### Your goal
Filter these entries down to the lines that hold the word "Clone", and show each of them.

### Data to examine
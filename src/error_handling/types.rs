//! Error type definitions.
//!
//! This module defines all error types used throughout the crate, from the
//! decoded vendor error body up to the lifecycle errors returned to the host.

use log::SetLoggerError;
use reqwest::Error as ReqwestError;
use serde::Deserialize;
use thiserror::Error;

/// Error types for initialization failures.
#[derive(Error, Debug)]
#[allow(clippy::enum_variant_names)] // All variants end with "Error" by convention
pub enum InitializationError {
    /// Error initializing the logger.
    #[error("Logger initialization error: {0}")]
    LoggerError(#[from] SetLoggerError),

    /// Error initializing the HTTP client.
    #[error("HTTP client initialization error: {0}")]
    HttpClientError(#[from] ReqwestError),

    /// The API base URL could not be parsed.
    #[error("Invalid API base URL {url:?}: {source}")]
    BaseUrlError {
        url: String,
        #[source]
        source: url::ParseError,
    },
}

/// Error object returned by the Metrika and AppMetrica APIs.
///
/// Body shape: `{"code": 400, "message": "...", "errors": [{"error_type": ..., "message": ..., "location": ...}]}`.
#[derive(Error, Debug, Clone, PartialEq, Deserialize)]
#[error("Yandex.Metrika API error {code}: {message}")]
pub struct ApiError {
    /// HTTP-like error code echoed by the API.
    pub code: u16,
    /// Human-readable error message.
    pub message: String,
    /// Detailed reasons, possibly empty.
    #[serde(default, rename = "errors")]
    pub reasons: Vec<ApiErrorReason>,
}

/// A single entry of [`ApiError::reasons`].
#[derive(Debug, Clone, PartialEq, Deserialize)]
pub struct ApiErrorReason {
    #[serde(default)]
    pub error_type: String,
    #[serde(default)]
    pub message: String,
    #[serde(default)]
    pub location: Option<String>,
}

/// Errors produced by [`crate::api::ApiClient`].
#[derive(Error, Debug)]
pub enum ClientError {
    /// Network-level failure (connect, timeout, broken body).
    #[error("Transport error calling {url}: {source}")]
    Transport {
        url: String,
        #[source]
        source: ReqwestError,
    },

    /// HTTP 429 that persisted through every retry.
    #[error("Rate limited (HTTP 429) by {url}")]
    RateLimited { url: String },

    /// A non-2xx response carrying a well-formed API error body.
    #[error(transparent)]
    Api(#[from] ApiError),

    /// A non-2xx response without a parseable error body.
    #[error("Yandex.Metrika API unknown error: {status} from {url}\nraw content:\n{body}")]
    Unrecognized {
        status: u16,
        url: String,
        body: String,
    },

    /// A 2xx response whose body did not match the expected shape.
    #[error("Failed to decode response from {url}: {source}")]
    Decode {
        url: String,
        #[source]
        source: serde_json::Error,
    },

    /// A resource path could not be joined onto the base URL.
    #[error("Invalid request URL: {0}")]
    InvalidUrl(#[from] url::ParseError),

    /// The caller's cancellation token fired while the request was in flight.
    #[error("Request cancelled")]
    Cancelled,
}

impl ClientError {
    /// Whether the request that produced this error should be attempted again.
    ///
    /// Only transient transport failures and rate limiting qualify; decoded API
    /// errors and unrecognized responses surface immediately.
    pub fn is_retriable(&self) -> bool {
        match self {
            ClientError::Transport { source, .. } => {
                source.is_timeout() || source.is_connect() || source.is_request()
            }
            ClientError::RateLimited { .. } => true,
            _ => false,
        }
    }

    /// The decoded API error, if this is one.
    pub fn api_error(&self) -> Option<&ApiError> {
        match self {
            ClientError::Api(e) => Some(e),
            _ => None,
        }
    }
}

/// Errors returned from the input lifecycle to the host.
#[derive(Error, Debug)]
pub enum InputError {
    /// Canonical "no more input" signal.
    #[error("End of input")]
    EndOfInput,

    /// A downloaded log part could not be decoded; the transfer is truncated or corrupt.
    #[error("Failed to decode log part {part}: {source}")]
    Decode {
        part: u32,
        #[source]
        source: csv::Error,
    },

    /// An API call failed where the failure must reach the host (cleanup on close).
    #[error(transparent)]
    Client(#[from] ClientError),
}

impl InputError {
    pub fn is_end_of_input(&self) -> bool {
        matches!(self, InputError::EndOfInput)
    }
}

/// Configuration validation error, naming the offending field.
#[derive(Error, Debug, Clone, PartialEq)]
#[error("Invalid configuration field `{field}`: {message}")]
pub struct ConfigError {
    pub field: String,
    pub message: String,
}

impl ConfigError {
    pub fn new(field: impl Into<String>, message: impl Into<String>) -> Self {
        ConfigError {
            field: field.into(),
            message: message.into(),
        }
    }
}

/// Errors from resolving date expressions.
#[derive(Error, Debug, Clone, PartialEq)]
pub enum DateParseError {
    #[error("cannot parse {0:?}: invalid daysago format (NdaysAgo)")]
    InvalidDaysAgo(String),

    #[error("cannot parse {0:?}: invalid date format (YYYY-MM-DD)")]
    InvalidDate(String),
}

#[cfg(test)]
mod tests {
    use super::*;

    #[test]
    fn test_api_error_decodes_full_body() {
        let body = r#"{
            "code": 400,
            "message": "Invalid parameter",
            "errors": [
                {"error_type": "invalid_parameter", "message": "Wrong date1", "location": "date1"}
            ]
        }"#;
        let err: ApiError = serde_json::from_str(body).unwrap();
        assert_eq!(err.code, 400);
        assert_eq!(err.message, "Invalid parameter");
        assert_eq!(err.reasons.len(), 1);
        assert_eq!(err.reasons[0].error_type, "invalid_parameter");
        assert_eq!(err.reasons[0].location.as_deref(), Some("date1"));
    }

    #[test]
    fn test_api_error_without_reasons() {
        let err: ApiError =
            serde_json::from_str(r#"{"message": "Something went wrong", "code": 1}"#).unwrap();
        assert_eq!(err.code, 1);
        assert!(err.reasons.is_empty());
        assert_eq!(
            err.to_string(),
            "Yandex.Metrika API error 1: Something went wrong"
        );
    }

    #[test]
    fn test_api_error_rejects_foreign_body() {
        assert!(serde_json::from_str::<ApiError>(r#"{"status": "oops"}"#).is_err());
    }

    #[test]
    fn test_client_error_retriability() {
        let rate_limited = ClientError::RateLimited {
            url: "https://example.invalid/data".to_string(),
        };
        assert!(rate_limited.is_retriable());

        let api = ClientError::Api(ApiError {
            code: 403,
            message: "Access denied".to_string(),
            reasons: vec![],
        });
        assert!(!api.is_retriable());
        assert_eq!(api.api_error().map(|e| e.code), Some(403));

        let unknown = ClientError::Unrecognized {
            status: 502,
            url: "https://example.invalid/data".to_string(),
            body: "<html>".to_string(),
        };
        assert!(!unknown.is_retriable());
        assert!(unknown.to_string().contains("raw content:\n<html>"));

        assert!(!ClientError::Cancelled.is_retriable());
    }

    #[test]
    fn test_config_error_display() {
        let err = ConfigError::new("metrics", "must not be empty");
        assert_eq!(
            err.to_string(),
            "Invalid configuration field `metrics`: must not be empty"
        );
    }

    #[test]
    fn test_date_parse_error_messages() {
        assert!(DateParseError::InvalidDaysAgo("xxdaysago".into())
            .to_string()
            .contains("invalid daysago format"));
        assert!(DateParseError::InvalidDate(String::new())
            .to_string()
            .contains("invalid date format"));
    }
}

### Final answer
#[derive(Error, Debug, Clone, PartialEq, Deserialize)]
#[derive(Debug, Clone, PartialEq, Deserialize)]
#[derive(Error, Debug, Clone, PartialEq)]
#[derive(Error, Debug, Clone, PartialEq)]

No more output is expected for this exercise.